07 May 2012

The LTi News Roundup - 5th May 2012 (part 2)

Weekly news round-up prepared by the Editorial Staff of LangTechNews for LT-Innovate, the Forum for Europe’s Language Technology Industry.

Assistive Language and Speech Tech: TVonics, CNGL and The Captioning Company all make life easier for the disabled

Your favourite language technology news site also featured products that address the needs of the physically and intellectually disabled - a compelling challenge to language technology from the very beginning of research in the field. Back in 1979, Henryk Rubinstein in Sweden managed to transmit a digitized text-to-speech version of a newspaper and broadcast it daily on FM to visually impaired readers. Today’s technology is smaller faster and smarter, but the needs are still there. UK set-top box maker TVonics has teamed up with the UK RNIB association to fit text-to-speech into a HD recorder so that blind and partially-sighted people can hear an automatic readout of electronic programing information, menus and settings, a small step that brings vital access to spoken TV metadata. In another move, the dynamic Irish CNGL team is developing a sign-to-speech system to help deaf people communicate in their own sign language to non-signers. The sign content is video- captured, translated into another sign language (e.g. Irish to English) and then ‘transvoiced’ into speech. Another example is the Australian company The Captioning Studio that has developed ‘3D Speech’. This application allows the deaf or hard of hearing to use signing, captioning or both together in real-time work, event and educational settings.

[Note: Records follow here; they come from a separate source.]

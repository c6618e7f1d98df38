//! Command-line interface definitions for portsweep.
//!
//! Uses `clap` derive macros for declarative argument parsing. Flags left
//! unset fall back to the settings file, then to built-in defaults.

use crate::config::{AppSettings, ScanConfig};
use crate::error::{CliError, CliResult};
use crate::output::{self, ConsoleReporter, ScanObserver, SilentObserver};
use crate::scanner::ScanEngine;
use clap::{Parser, ValueEnum};
use serde::{Deserialize, Serialize};
use std::path::PathBuf;
use std::sync::Arc;
use std::time::Duration;

/// A concurrent TCP port scanner with service classification and banner grabbing.
#[derive(Parser, Debug)]
#[command(name = "portsweep")]
#[command(version = env!("CARGO_PKG_VERSION"))]
#[command(about = "Scan a host's TCP ports, classify services and grab banners", long_about = None)]
#[command(after_help = "Long options take two dashes: --target, --timeout, --ssl.")]
pub struct Cli {
    /// Target IP address or hostname to scan
    #[arg(short = 't', long, default_value = "")]
    pub target: String,

    /// First port to scan, inclusive
    #[arg(short = 's', long = "start", default_value_t = 1)]
    pub start_port: u32,

    /// Last port to scan, inclusive
    #[arg(short = 'e', long = "end", default_value_t = 1024)]
    pub end_port: u32,

    /// Connect timeout per port, in seconds
    #[arg(long, value_name = "SECS")]
    pub timeout: Option<u64>,

    /// Dial conventional TLS ports (443, 465, 636, 993, 995, 8443) with TLS.
    /// Certificates are not verified.
    #[arg(long, overrides_with = "no_ssl")]
    pub ssl: bool,

    /// Dial every port in plain TCP, even if the settings file enables TLS
    #[arg(long = "no-ssl", overrides_with = "ssl")]
    pub no_ssl: bool,

    /// Maximum banner length in bytes
    #[arg(long = "max-banner-length", alias = "maxBannerLength", value_name = "BYTES")]
    pub max_banner_length: Option<usize>,

    /// Maximum number of simultaneous probes
    #[arg(short = 'c', long)]
    pub concurrency: Option<usize>,

    /// Output format for results
    #[arg(short, long, value_enum)]
    pub output: Option<OutputFormat>,

    /// Path to a settings file (default: the XDG config directory)
    #[arg(long, value_name = "PATH")]
    pub config: Option<PathBuf>,

    /// Verbose logging on stderr
    #[arg(short, long)]
    pub verbose: bool,
}

/// Output format options.
#[derive(Debug, Clone, Copy, Default, PartialEq, Eq, ValueEnum, Serialize, Deserialize)]
#[serde(rename_all = "lowercase")]
pub enum OutputFormat {
    /// Human-readable text, printed live
    #[default]
    Plain,
    /// JSON report at the end of the scan
    Json,
    /// CSV of open ports at the end of the scan
    Csv,
}

impl std::fmt::Display for OutputFormat {
    fn fmt(&self, f: &mut std::fmt::Formatter<'_>) -> std::fmt::Result {
        match self {
            Self::Plain => write!(f, "plain"),
            Self::Json => write!(f, "json"),
            Self::Csv => write!(f, "csv"),
        }
    }
}

impl Cli {
    /// Merge flags over settings.
    pub fn scan_config(&self, settings: &AppSettings) -> ScanConfig {
        let base = settings.scan_config();
        ScanConfig {
            timeout: self.timeout.map(Duration::from_secs).unwrap_or(base.timeout),
            use_tls: self.tls_override().unwrap_or(base.use_tls),
            max_banner_length: self.max_banner_length.unwrap_or(base.max_banner_length),
            concurrency: self.concurrency.unwrap_or(base.concurrency),
        }
    }

    /// `Some` only when `--ssl` or `--no-ssl` was given; the last one wins.
    fn tls_override(&self) -> Option<bool> {
        match (self.ssl, self.no_ssl) {
            (true, _) => Some(true),
            (_, true) => Some(false),
            _ => None,
        }
    }

    pub fn output_format(&self, settings: &AppSettings) -> OutputFormat {
        self.output.unwrap_or(settings.output_format)
    }

    /// Load the settings file this invocation points at.
    ///
    /// An explicit `--config` must be readable; a broken default file only
    /// produces a warning.
    pub fn settings(&self) -> CliResult<AppSettings> {
        match &self.config {
            Some(path) => Ok(AppSettings::load_from(path)?),
            None => Ok(AppSettings::load().unwrap_or_else(|e| {
                output::print_warning(&format!("ignoring settings file: {e}"));
                AppSettings::default()
            })),
        }
    }
}

const LONG_FLAGS: [&str; 12] = [
    "target",
    "start",
    "end",
    "timeout",
    "ssl",
    "no-ssl",
    "max-banner-length",
    "maxBannerLength",
    "concurrency",
    "output",
    "config",
    "verbose",
];

/// Detect a long option written with a single dash, as in `-target host`.
///
/// clap would split it into a short flag and a value and fail with an
/// unrelated message, so callers check for it first.
pub fn single_dash_hint<I, S>(args: I) -> Option<String>
where
    I: IntoIterator<Item = S>,
    S: AsRef<str>,
{
    args.into_iter().skip(1).find_map(|arg| {
        let name = arg.as_ref().strip_prefix('-')?;
        if name.starts_with('-') {
            return None;
        }
        let name = name.split('=').next().unwrap_or(name);
        LONG_FLAGS.contains(&name).then(|| {
            format!("'-{name}' is not an option; long options take two dashes: '--{name}'")
        })
    })
}

/// Execute a scan as described by the command line.
pub async fn run(cli: Cli) -> CliResult<()> {
    if cli.target.trim().is_empty() {
        return Err(CliError::MissingTarget);
    }

    let settings = cli.settings()?;
    let config = cli.scan_config(&settings);
    let format = cli.output_format(&settings);
    tracing::debug!(?config, %format, "resolved configuration");

    let observer: Arc<dyn ScanObserver> = match format {
        OutputFormat::Plain => Arc::new(ConsoleReporter::new()),
        OutputFormat::Json | OutputFormat::Csv => Arc::new(SilentObserver),
    };

    let mut engine = ScanEngine::new(cli.target.as_str(), cli.start_port, cli.end_port, config);
    let report = engine.run(observer).await?;

    output::write_report(&report, format)?;
    Ok(())
}

#[cfg(test)]
mod tests {
    use super::*;

    #[test]
    fn test_defaults() {
        let cli = Cli::try_parse_from(["portsweep", "-t", "example.com"]).unwrap();
        assert_eq!(cli.target, "example.com");
        assert_eq!(cli.start_port, 1);
        assert_eq!(cli.end_port, 1024);
        assert!(!cli.ssl);

        let config = cli.scan_config(&AppSettings::default());
        assert_eq!(config, ScanConfig::default());
        assert_eq!(cli.output_format(&AppSettings::default()), OutputFormat::Plain);
    }

    #[test]
    fn test_all_flags() {
        let cli = Cli::try_parse_from([
            "portsweep",
            "--target",
            "10.0.0.1",
            "--start",
            "20",
            "--end",
            "25",
            "--timeout",
            "3",
            "--ssl",
            "--maxBannerLength",
            "256",
            "--concurrency",
            "8",
            "--output",
            "json",
        ])
        .unwrap();

        let config = cli.scan_config(&AppSettings::default());
        assert_eq!(config.timeout, Duration::from_secs(3));
        assert!(config.use_tls);
        assert_eq!(config.max_banner_length, 256);
        assert_eq!(config.concurrency, 8);
        assert_eq!(cli.output_format(&AppSettings::default()), OutputFormat::Json);
        assert_eq!((cli.start_port, cli.end_port), (20, 25));
    }

    #[test]
    fn test_out_of_range_ports_reach_validation() {
        // Out-of-range values parse so validation can report them.
        let cli = Cli::try_parse_from(["portsweep", "-t", "h", "-s", "0", "-e", "65536"]).unwrap();
        assert_eq!((cli.start_port, cli.end_port), (0, 65536));
    }

    #[test]
    fn test_flags_override_settings() {
        let settings = AppSettings {
            timeout_secs: 5,
            concurrency: 50,
            use_tls: true,
            ..AppSettings::default()
        };

        let cli = Cli::try_parse_from(["portsweep", "-t", "h", "-c", "7"]).unwrap();
        let config = cli.scan_config(&settings);
        assert_eq!(config.concurrency, 7);
        assert_eq!(config.timeout, Duration::from_secs(5));
        assert!(config.use_tls);
    }

    #[test]
    fn test_no_ssl_overrides_settings() {
        let settings = AppSettings {
            use_tls: true,
            ..AppSettings::default()
        };

        let cli = Cli::try_parse_from(["portsweep", "-t", "h", "--no-ssl"]).unwrap();
        assert!(!cli.scan_config(&settings).use_tls);

        let cli = Cli::try_parse_from(["portsweep", "-t", "h"]).unwrap();
        assert!(cli.scan_config(&settings).use_tls);

        let cli = Cli::try_parse_from(["portsweep", "-t", "h", "--no-ssl", "--ssl"]).unwrap();
        assert!(cli.scan_config(&AppSettings::default()).use_tls);

        let cli = Cli::try_parse_from(["portsweep", "-t", "h", "--ssl", "--no-ssl"]).unwrap();
        assert!(!cli.scan_config(&settings).use_tls);
    }

    #[test]
    fn test_single_dash_long_flags_are_flagged() {
        let hint = single_dash_hint(["portsweep", "-target", "10.0.0.1"]).unwrap();
        assert!(hint.contains("'--target'"));

        let hint = single_dash_hint(["portsweep", "-t", "h", "-timeout=3"]).unwrap();
        assert!(hint.contains("'--timeout'"));

        assert!(single_dash_hint(["portsweep", "-maxBannerLength", "64"]).is_some());
        assert!(single_dash_hint(["portsweep", "-t", "h", "--ssl", "-s", "1"]).is_none());
        assert!(single_dash_hint(["portsweep", "-verbose"]).is_some());
    }

    #[test]
    fn test_help_mentions_double_dash() {
        use clap::CommandFactory;
        let help = Cli::command().render_help().to_string();
        assert!(help.contains("Long options take two dashes"));
        assert!(help.contains("--no-ssl"));
    }

    #[tokio::test]
    async fn test_missing_target() {
        let cli = Cli::try_parse_from(["portsweep"]).unwrap();
        let err = run(cli).await.unwrap_err();
        assert!(matches!(err, CliError::MissingTarget));
        assert_eq!(err.exit_code(), 1);
    }
}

The Sentiment-alised Election

The presidential election in France has naturally been a useful test bed for e-reputation and sentiment engines to do their stuff, even though the strict polarity of the second round has made it easier to evaluate negative/positive opinion but harder to do any deeper analysis. One of the leaders in this field is the French company Lingway that draws on almost 30 years of expertise in language technology. It pioneered the interface and search engine for the French yellow pages on Minitel (a pre-internet online experience). Ironically candidate websites for the names Hollande and Sarkozy would not have benefited from last week’s new ruling from the French Domain Name Association that domain names can now tâkè aççented characters – including those used in German and some Nordic languages.

Chatting Up

Along with speech analytics, web chat is set to grow strongly by 60% during the year in contact centres, although it currently only accounts for 2% of inbound customer interactions. One advantage of a chat session is that it is easily logged and saved and can be analysed using existing text tools, whereas speech analytics applications need to engage with far more voluminous call recordings. In China, IM (a variant of written chat) is the second most popular internet activity after search, and one product (Tencent QQ) is apparently used 72.9% of all internet users. It would be interesting to know how much online chat is input via speech recognition rather than keyboarding. Chat can also add a video dimension, at least in the US where 37% of teenagers (girls more than boys) regularly use video-chat services to keep in touch. The long-ago concept of videophones never really translated into products, and most of us now know why: looking at a face on a screen adds little value to the content and most of all prevents multitasking while conversing. We now know it might have caught on if it had been properly marketed to young women needing to share visual information with each other.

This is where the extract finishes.